Source data Start Marker

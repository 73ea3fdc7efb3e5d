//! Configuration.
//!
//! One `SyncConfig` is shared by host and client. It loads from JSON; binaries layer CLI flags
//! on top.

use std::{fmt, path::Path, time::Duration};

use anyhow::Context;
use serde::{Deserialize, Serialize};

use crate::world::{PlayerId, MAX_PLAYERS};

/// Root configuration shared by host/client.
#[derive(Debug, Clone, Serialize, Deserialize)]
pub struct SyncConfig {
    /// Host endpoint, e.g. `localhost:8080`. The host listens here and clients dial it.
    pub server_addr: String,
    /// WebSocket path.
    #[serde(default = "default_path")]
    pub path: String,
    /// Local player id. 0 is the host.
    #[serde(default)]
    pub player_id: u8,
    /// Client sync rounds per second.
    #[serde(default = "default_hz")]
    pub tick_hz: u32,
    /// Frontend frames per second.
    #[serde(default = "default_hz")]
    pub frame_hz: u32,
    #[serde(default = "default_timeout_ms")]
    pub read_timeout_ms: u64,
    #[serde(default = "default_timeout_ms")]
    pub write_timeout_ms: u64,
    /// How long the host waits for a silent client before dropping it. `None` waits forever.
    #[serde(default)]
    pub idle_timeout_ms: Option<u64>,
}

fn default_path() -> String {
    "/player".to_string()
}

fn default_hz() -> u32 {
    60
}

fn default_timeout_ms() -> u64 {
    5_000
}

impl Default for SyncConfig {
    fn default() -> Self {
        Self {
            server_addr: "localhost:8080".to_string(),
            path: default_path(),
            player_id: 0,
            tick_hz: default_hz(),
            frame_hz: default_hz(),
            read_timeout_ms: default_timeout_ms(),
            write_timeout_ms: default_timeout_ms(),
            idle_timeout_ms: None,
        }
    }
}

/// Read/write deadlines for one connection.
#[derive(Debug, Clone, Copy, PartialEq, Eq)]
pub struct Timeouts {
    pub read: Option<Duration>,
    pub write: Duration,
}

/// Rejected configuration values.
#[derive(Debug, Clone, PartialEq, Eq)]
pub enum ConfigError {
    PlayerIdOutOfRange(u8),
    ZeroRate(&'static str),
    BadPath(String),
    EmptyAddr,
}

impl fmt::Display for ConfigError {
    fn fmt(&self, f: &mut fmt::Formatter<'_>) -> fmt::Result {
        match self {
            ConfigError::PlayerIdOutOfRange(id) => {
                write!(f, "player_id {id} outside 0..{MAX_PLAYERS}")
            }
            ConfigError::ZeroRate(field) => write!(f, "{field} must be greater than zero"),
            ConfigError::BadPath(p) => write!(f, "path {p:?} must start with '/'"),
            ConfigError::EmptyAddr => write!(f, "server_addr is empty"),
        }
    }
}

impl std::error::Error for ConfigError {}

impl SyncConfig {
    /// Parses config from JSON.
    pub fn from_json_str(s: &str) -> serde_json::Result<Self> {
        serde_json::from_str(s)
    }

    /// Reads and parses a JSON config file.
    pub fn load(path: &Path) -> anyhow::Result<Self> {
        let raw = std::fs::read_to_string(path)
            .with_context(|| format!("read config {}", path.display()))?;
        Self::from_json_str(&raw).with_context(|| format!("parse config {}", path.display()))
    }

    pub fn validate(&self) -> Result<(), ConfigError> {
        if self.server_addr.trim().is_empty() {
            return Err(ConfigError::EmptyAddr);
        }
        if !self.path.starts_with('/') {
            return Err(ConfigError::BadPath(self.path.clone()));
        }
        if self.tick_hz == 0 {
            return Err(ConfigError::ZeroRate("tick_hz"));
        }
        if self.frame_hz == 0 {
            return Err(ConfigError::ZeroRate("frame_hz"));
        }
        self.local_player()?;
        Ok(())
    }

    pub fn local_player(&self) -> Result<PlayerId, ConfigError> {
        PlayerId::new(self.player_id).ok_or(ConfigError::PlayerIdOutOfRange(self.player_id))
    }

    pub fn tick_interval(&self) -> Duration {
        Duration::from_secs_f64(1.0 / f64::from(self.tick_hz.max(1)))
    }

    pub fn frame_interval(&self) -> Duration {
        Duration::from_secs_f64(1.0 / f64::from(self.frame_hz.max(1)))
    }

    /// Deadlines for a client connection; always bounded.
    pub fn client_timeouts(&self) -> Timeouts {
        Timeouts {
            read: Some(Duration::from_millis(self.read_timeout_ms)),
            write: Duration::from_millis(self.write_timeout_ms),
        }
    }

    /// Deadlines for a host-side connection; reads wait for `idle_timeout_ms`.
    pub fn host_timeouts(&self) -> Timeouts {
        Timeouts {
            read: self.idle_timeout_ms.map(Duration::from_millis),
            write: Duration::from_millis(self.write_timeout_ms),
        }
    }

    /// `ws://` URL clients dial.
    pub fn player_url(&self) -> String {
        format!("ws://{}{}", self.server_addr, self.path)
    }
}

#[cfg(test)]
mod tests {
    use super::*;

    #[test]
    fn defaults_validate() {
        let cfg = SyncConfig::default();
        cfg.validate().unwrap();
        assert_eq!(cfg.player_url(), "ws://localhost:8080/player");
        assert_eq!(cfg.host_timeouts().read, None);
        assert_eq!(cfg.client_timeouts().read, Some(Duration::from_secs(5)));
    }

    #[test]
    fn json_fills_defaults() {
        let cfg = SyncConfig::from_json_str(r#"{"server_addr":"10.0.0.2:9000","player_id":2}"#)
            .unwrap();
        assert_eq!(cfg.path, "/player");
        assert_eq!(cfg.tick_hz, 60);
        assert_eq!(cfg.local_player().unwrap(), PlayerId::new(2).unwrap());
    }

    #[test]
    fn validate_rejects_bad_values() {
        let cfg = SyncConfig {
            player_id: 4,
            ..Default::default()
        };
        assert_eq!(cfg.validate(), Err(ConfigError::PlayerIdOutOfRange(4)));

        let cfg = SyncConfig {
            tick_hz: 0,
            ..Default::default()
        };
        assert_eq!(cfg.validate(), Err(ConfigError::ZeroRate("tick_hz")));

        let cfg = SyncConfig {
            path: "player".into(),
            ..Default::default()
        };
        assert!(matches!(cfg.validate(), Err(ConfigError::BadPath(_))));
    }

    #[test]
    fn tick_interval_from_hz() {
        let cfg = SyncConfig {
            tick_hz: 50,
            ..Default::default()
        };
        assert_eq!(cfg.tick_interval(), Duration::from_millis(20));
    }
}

Source data End Marker

__Prompt__. Copy every record above exactly as it stands.

__Response__.
repository 73ea3fdc7efb3e5d
//! Configuration.
//!
//! One `SyncConfig` is shared by host and client. It loads from JSON; binaries layer CLI flags
//! on top.

use std::{fmt, path::Path, time::Duration};

use anyhow::Context;
use serde::{Deserialize, Serialize};

use crate::world::{PlayerId, MAX_PLAYERS};

/// Root configuration shared by host/client.
#[derive(Debug, Clone, Serialize, Deserialize)]
pub struct SyncConfig {
    /// Host endpoint, e.g. `localhost:8080`. The host listens here and clients dial it.
    pub server_addr: String,
    /// WebSocket path.
    #[serde(default = "default_path")]
    pub path: String,
    /// Local player id. 0 is the host.
    #[serde(default)]
    pub player_id: u8,
    /// Client sync rounds per second.
    #[serde(default = "default_hz")]
    pub tick_hz: u32,
    /// Frontend frames per second.
    #[serde(default = "default_hz")]
    pub frame_hz: u32,
    #[serde(default = "default_timeout_ms")]
    pub read_timeout_ms: u64,
    #[serde(default = "default_timeout_ms")]
    pub write_timeout_ms: u64,
    /// How long the host waits for a silent client before dropping it. `None` waits forever.
    #[serde(default)]
    pub idle_timeout_ms: Option<u64>,
}

fn default_path() -> String {
    "/player".to_string()
}

fn default_hz() -> u32 {
    60
}

fn default_timeout_ms() -> u64 {
    5_000
}

impl Default for SyncConfig {
    fn default() -> Self {
        Self {
            server_addr: "localhost:8080".to_string(),
            path: default_path(),
            player_id: 0,
            tick_hz: default_hz(),
            frame_hz: default_hz(),
            read_timeout_ms: default_timeout_ms(),
            write_timeout_ms: default_timeout_ms(),
            idle_timeout_ms: None,
        }
    }
}

/// Read/write deadlines for one connection.
#[derive(Debug, Clone, Copy, PartialEq, Eq)]
pub struct Timeouts {
    pub read: Option<Duration>,
    pub write: Duration,
}

/// Rejected configuration values.
#[derive(Debug, Clone, PartialEq, Eq)]
pub enum ConfigError {
    PlayerIdOutOfRange(u8),
    ZeroRate(&'static str),
    BadPath(String),
    EmptyAddr,
}

impl fmt::Display for ConfigError {
    fn fmt(&self, f: &mut fmt::Formatter<'_>) -> fmt::Result {
        match self {
            ConfigError::PlayerIdOutOfRange(id) => {
                write!(f, "player_id {id} outside 0..{MAX_PLAYERS}")
            }
            ConfigError::ZeroRate(field) => write!(f, "{field} must be greater than zero"),
            ConfigError::BadPath(p) => write!(f, "path {p:?} must start with '/'"),
            ConfigError::EmptyAddr => write!(f, "server_addr is empty"),
        }
    }
}

impl std::error::Error for ConfigError {}

impl SyncConfig {
    /// Parses config from JSON.
    pub fn from_json_str(s: &str) -> serde_json::Result<Self> {
        serde_json::from_str(s)
    }

    /// Reads and parses a JSON config file.
    pub fn load(path: &Path) -> anyhow::Result<Self> {
        let raw = std::fs::read_to_string(path)
            .with_context(|| format!("read config {}", path.display()))?;
        Self::from_json_str(&raw).with_context(|| format!("parse config {}", path.display()))
    }

    pub fn validate(&self) -> Result<(), ConfigError> {
        if self.server_addr.trim().is_empty() {
            return Err(ConfigError::EmptyAddr);
        }
        if !self.path.starts_with('/') {
            return Err(ConfigError::BadPath(self.path.clone()));
        }
        if self.tick_hz == 0 {
            return Err(ConfigError::ZeroRate("tick_hz"));
        }
        if self.frame_hz == 0 {
            return Err(ConfigError::ZeroRate("frame_hz"));
        }
        self.local_player()?;
        Ok(())
    }

    pub fn local_player(&self) -> Result<PlayerId, ConfigError> {
        PlayerId::new(self.player_id).ok_or(ConfigError::PlayerIdOutOfRange(self.player_id))
    }

    pub fn tick_interval(&self) -> Duration {
        Duration::from_secs_f64(1.0 / f64::from(self.tick_hz.max(1)))
    }

    pub fn frame_interval(&self) -> Duration {
        Duration::from_secs_f64(1.0 / f64::from(self.frame_hz.max(1)))
    }

    /// Deadlines for a client connection; always bounded.
    pub fn client_timeouts(&self) -> Timeouts {
        Timeouts {
            read: Some(Duration::from_millis(self.read_timeout_ms)),
            write: Duration::from_millis(self.write_timeout_ms),
        }
    }

    /// Deadlines for a host-side connection; reads wait for `idle_timeout_ms`.
    pub fn host_timeouts(&self) -> Timeouts {
        Timeouts {
            read: self.idle_timeout_ms.map(Duration::from_millis),
            write: Duration::from_millis(self.write_timeout_ms),
        }
    }

    /// `ws://` URL clients dial.
    pub fn player_url(&self) -> String {
        format!("ws://{}{}", self.server_addr, self.path)
    }
}

#[cfg(test)]
mod tests {
    use super::*;

    #[test]
    fn defaults_validate() {
        let cfg = SyncConfig::default();
        cfg.validate().unwrap();
        assert_eq!(cfg.player_url(), "ws://localhost:8080/player");
        assert_eq!(cfg.host_timeouts().read, None);
        assert_eq!(cfg.client_timeouts().read, Some(Duration::from_secs(5)));
    }

    #[test]
    fn json_fills_defaults() {
        let cfg = SyncConfig::from_json_str(r#"{"server_addr":"10.0.0.2:9000","player_id":2}"#)
            .unwrap();
        assert_eq!(cfg.path, "/player");
        assert_eq!(cfg.tick_hz, 60);
        assert_eq!(cfg.local_player().unwrap(), PlayerId::new(2).unwrap());
    }

    #[test]
    fn validate_rejects_bad_values() {
        let cfg = SyncConfig {
            player_id: 4,
            ..Default::default()
        };
        assert_eq!(cfg.validate(), Err(ConfigError::PlayerIdOutOfRange(4)));

        let cfg = SyncConfig {
            tick_hz: 0,
            ..Default::default()
        };
        assert_eq!(cfg.validate(), Err(ConfigError::ZeroRate("tick_hz")));

        let cfg = SyncConfig {
            path: "player".into(),
            ..Default::default()
        };
        assert!(matches!(cfg.validate(), Err(ConfigError::BadPath(_))));
    }

    #[test]
    fn tick_interval_from_hz() {
        let cfg = SyncConfig {
            tick_hz: 50,
            ..Default::default()
        };
        assert_eq!(cfg.tick_interval(), Duration::from_millis(20));
    }
}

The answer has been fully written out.